We are undergoing a revolution in data. As computer scientists, we have grown accustomed to constant upheaval in computing resources – quicker processors, bigger storage and faster networks – but this century presents the new challenge of almost unlimited access to raw information. Whether from sensor networks, social computing or high-throughput cell biology, we face a deluge of data about our world. We need to parse this information, to understand it, to use it to make better decisions.
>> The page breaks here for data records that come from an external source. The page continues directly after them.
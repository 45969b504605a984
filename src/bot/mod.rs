pub mod commands;
pub mod handlers;
pub mod keyboards;
pub mod state;
pub mod views;
use teloxide::prelude::*;
use teloxide::types::Me;

use crate::bot::state::HandlerResult;
use crate::utils::feedback::CommandFeedback;

/// Text sent outside of any dialogue.
pub async fn handle_general_message(bot: Bot, msg: Message, me: Me) -> HandlerResult {
    let Some(text) = msg.text() else {
        return Ok(());
    };

    if let Some(hint) = unknown_command_hint(text, me.username()) {
        let feedback = CommandFeedback::new(bot, msg.chat.id);
        feedback
            .validation_error(&hint, "Use /help to see all available commands")
            .await?;
    }
    // Other chatter is ignored to avoid spamming group chats
    Ok(())
}

/// Error text for something that looks like a command we don't know.
/// Commands addressed to another bot (`/start@otherbot`) are left alone.
pub fn unknown_command_hint(text: &str, bot_username: &str) -> Option<String> {
    let command = text.split_whitespace().next()?;
    if command.len() <= 1 || !command.starts_with('/') {
        return None;
    }

    if let Some((_, addressee)) = command.split_once('@') {
        if !addressee.eq_ignore_ascii_case(bot_username) {
            return None;
        }
    }

    Some(format!("Unknown command: {command}"))
}
use anyhow::{anyhow, Result};

use crate::database::models::DEFAULT_MAX_POSITIONS;

/// Upper bound for an event's capacity.
pub const MAX_POSITIONS_LIMIT: i64 = 500;
pub const MAX_EVENT_NAME_LEN: usize = 64;

/// Trims and checks an event name, returning the cleaned value.
pub fn validate_event_name(name: &str) -> Result<String> {
    let name = name.trim();

    if name.is_empty() {
        return Err(anyhow!("Event name cannot be empty"));
    }

    if name.chars().count() > MAX_EVENT_NAME_LEN {
        return Err(anyhow!(
            "Event name cannot be longer than {} characters",
            MAX_EVENT_NAME_LEN
        ));
    }

    if name.contains('\n') || name.contains('\r') {
        return Err(anyhow!("Event name cannot contain line breaks"));
    }

    if name.starts_with('/') {
        return Err(anyhow!("Event name cannot start with '/'"));
    }

    Ok(name.to_string())
}

/// Parses the capacity answer of the create-event dialogue.
///
/// Blank or non-numeric input falls back to the default capacity; a number
/// outside `1..=MAX_POSITIONS_LIMIT` is an error.
pub fn parse_max_positions(input: &str) -> Result<i64> {
    let input = input.trim();

    let Ok(value) = input.parse::<i64>() else {
        return Ok(DEFAULT_MAX_POSITIONS);
    };

    if value < 1 {
        return Err(anyhow!("Number of positions must be at least 1"));
    }

    if value > MAX_POSITIONS_LIMIT {
        return Err(anyhow!(
            "Number of positions cannot exceed {}",
            MAX_POSITIONS_LIMIT
        ));
    }

    Ok(value)
}

/// Parses a queue position typed by the user. Range checks happen on registration.
pub fn parse_position(input: &str) -> Result<i64> {
    let input = input.trim();

    if input.is_empty() {
        return Err(anyhow!("Enter a number"));
    }

    input.parse::<i64>().map_err(|_| anyhow!("Enter a number"))
}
In this talk, I will discuss my work to confront this new challenge, developing new machine learning algorithms that are based on infinitely-large probabilistic graphical models. In principle, these infinite representations allow us to analyze sophisticated and dynamic phenomena in a way that automatically balances simplicity and complexity – a mathematical Occam’s Razor. Our computers, however, are inevitably finite, so how can we use such tools in practice? I will discuss how my approach leverages ideas from mathematical statistics to develop practical algorithms for inference in infinite models with finite computation. I will discuss how combining a firm theoretical footing with practical computational concerns gives us tools that are useful both within computer science and beyond, in domains such as computer vision, computational neuroscience, biology and the social sciences.
Speaker Biography
Ryan Adams is a Junior Research Fellow in the University of Toronto Department of Computer Science, affiliated with the Canadian Institute for Advanced Research. He received his Ph.D. in Physics from Cambridge University, where he was a Gates Cambridge Scholar under Prof. David MacKay. Ryan grew up in Texas, but completed his undergraduate work in Electrical Engineering and Computer Science at the Massachusetts Institute of Technology. He has received several awards for his research, including Best Paper at the 13th International Conference on Artificial Intelligence and Statistics.